(DATA SHOWN Opens)
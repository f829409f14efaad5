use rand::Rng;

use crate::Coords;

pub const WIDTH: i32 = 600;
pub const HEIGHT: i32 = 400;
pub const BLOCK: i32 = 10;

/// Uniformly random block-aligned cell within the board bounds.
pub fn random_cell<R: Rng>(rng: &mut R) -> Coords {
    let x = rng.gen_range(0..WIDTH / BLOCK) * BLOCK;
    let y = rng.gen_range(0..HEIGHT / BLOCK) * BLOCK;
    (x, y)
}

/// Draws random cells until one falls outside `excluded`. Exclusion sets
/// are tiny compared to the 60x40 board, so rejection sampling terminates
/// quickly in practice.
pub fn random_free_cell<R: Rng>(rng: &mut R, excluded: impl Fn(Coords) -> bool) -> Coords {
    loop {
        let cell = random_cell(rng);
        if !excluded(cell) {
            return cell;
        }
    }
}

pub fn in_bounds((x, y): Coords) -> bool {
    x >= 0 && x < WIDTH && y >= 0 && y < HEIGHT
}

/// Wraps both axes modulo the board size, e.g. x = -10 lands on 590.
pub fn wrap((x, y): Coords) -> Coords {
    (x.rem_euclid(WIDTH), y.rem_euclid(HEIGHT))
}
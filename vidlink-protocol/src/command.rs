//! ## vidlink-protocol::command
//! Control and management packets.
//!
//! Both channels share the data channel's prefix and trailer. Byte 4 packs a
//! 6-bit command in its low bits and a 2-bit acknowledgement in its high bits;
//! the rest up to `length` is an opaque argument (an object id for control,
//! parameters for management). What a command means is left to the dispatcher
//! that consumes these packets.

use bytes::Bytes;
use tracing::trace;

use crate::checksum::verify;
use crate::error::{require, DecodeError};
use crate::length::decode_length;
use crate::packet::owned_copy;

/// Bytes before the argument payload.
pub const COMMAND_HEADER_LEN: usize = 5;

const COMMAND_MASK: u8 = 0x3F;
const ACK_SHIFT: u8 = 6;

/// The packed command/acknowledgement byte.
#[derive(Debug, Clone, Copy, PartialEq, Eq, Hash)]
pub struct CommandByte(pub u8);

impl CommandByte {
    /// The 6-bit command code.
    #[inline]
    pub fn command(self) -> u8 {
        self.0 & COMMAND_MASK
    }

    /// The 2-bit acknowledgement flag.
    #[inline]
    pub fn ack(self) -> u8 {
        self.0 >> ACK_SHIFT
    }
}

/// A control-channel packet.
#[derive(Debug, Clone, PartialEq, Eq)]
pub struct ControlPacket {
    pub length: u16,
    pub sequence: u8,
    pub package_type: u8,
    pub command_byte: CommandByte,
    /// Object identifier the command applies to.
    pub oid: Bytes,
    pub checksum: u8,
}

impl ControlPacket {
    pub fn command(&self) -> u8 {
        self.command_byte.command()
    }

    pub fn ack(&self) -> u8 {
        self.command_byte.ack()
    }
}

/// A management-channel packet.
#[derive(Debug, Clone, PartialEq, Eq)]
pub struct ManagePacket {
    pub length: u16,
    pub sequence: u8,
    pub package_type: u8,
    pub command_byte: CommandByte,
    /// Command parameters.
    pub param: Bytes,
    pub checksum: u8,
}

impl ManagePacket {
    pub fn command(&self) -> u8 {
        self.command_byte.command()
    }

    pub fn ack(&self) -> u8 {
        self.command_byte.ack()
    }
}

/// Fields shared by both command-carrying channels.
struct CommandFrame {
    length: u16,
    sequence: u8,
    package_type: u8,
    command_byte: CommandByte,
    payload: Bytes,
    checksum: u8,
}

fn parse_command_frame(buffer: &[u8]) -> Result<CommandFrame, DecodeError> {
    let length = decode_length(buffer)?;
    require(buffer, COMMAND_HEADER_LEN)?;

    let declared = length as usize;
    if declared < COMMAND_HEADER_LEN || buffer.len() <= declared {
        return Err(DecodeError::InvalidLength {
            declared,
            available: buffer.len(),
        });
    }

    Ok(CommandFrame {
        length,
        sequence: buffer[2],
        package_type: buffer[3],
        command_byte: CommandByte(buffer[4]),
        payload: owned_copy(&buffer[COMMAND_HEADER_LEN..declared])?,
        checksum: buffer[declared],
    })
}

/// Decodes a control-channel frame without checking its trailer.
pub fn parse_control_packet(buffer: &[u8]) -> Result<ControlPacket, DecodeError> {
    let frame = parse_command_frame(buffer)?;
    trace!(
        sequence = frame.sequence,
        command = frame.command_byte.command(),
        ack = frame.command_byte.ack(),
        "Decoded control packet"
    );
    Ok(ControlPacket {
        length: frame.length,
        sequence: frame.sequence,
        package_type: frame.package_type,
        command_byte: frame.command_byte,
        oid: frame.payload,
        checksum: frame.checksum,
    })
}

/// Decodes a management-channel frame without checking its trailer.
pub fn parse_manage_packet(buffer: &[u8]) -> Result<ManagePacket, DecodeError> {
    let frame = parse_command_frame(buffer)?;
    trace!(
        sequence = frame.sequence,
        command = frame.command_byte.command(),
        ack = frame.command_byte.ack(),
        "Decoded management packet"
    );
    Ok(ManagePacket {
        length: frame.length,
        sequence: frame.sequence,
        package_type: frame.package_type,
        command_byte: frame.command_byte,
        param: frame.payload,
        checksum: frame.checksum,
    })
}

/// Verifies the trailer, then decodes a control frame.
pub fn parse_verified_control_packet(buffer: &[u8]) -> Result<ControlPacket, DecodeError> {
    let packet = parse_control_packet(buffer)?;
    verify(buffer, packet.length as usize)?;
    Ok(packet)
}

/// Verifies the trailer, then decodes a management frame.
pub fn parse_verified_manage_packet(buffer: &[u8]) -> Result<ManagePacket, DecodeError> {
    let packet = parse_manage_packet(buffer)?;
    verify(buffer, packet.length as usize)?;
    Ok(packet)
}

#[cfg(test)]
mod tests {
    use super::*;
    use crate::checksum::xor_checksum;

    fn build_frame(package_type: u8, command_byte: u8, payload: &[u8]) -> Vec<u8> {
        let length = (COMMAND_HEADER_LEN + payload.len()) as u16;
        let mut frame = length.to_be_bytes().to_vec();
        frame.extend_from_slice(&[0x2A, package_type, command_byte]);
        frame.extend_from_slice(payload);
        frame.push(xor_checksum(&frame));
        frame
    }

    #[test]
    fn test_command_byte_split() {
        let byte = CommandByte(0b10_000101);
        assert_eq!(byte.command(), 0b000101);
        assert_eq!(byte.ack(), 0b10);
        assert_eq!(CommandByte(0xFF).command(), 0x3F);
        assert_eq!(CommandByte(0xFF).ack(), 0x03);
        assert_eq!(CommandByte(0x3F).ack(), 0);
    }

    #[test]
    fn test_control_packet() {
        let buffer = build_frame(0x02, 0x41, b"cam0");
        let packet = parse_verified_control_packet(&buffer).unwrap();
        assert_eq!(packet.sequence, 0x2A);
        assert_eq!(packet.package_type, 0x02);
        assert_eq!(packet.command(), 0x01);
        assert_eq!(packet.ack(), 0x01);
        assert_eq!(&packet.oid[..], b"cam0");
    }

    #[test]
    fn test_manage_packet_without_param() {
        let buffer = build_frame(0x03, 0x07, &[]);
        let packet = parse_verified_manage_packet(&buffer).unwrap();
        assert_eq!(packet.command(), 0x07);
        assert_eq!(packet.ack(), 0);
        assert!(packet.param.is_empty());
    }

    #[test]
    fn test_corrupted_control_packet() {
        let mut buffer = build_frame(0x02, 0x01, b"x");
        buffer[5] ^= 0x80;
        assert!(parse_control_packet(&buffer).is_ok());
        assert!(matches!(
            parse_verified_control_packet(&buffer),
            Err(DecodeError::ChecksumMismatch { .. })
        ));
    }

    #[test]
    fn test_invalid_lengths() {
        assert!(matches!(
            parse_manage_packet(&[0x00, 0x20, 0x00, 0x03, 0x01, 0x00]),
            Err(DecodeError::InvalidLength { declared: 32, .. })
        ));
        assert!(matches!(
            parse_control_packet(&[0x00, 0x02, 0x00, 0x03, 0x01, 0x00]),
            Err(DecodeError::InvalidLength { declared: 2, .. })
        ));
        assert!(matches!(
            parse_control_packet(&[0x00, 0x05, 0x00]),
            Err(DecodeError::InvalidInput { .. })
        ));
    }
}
(DATA SHOWN Closes)
**BRIEF:** The answer must be every line of the listing that holds the word "unwrap".

**YOUR RESPONSE:**
        let packet = parse_verified_control_packet(&buffer).unwrap();
        let packet = parse_verified_manage_packet(&buffer).unwrap();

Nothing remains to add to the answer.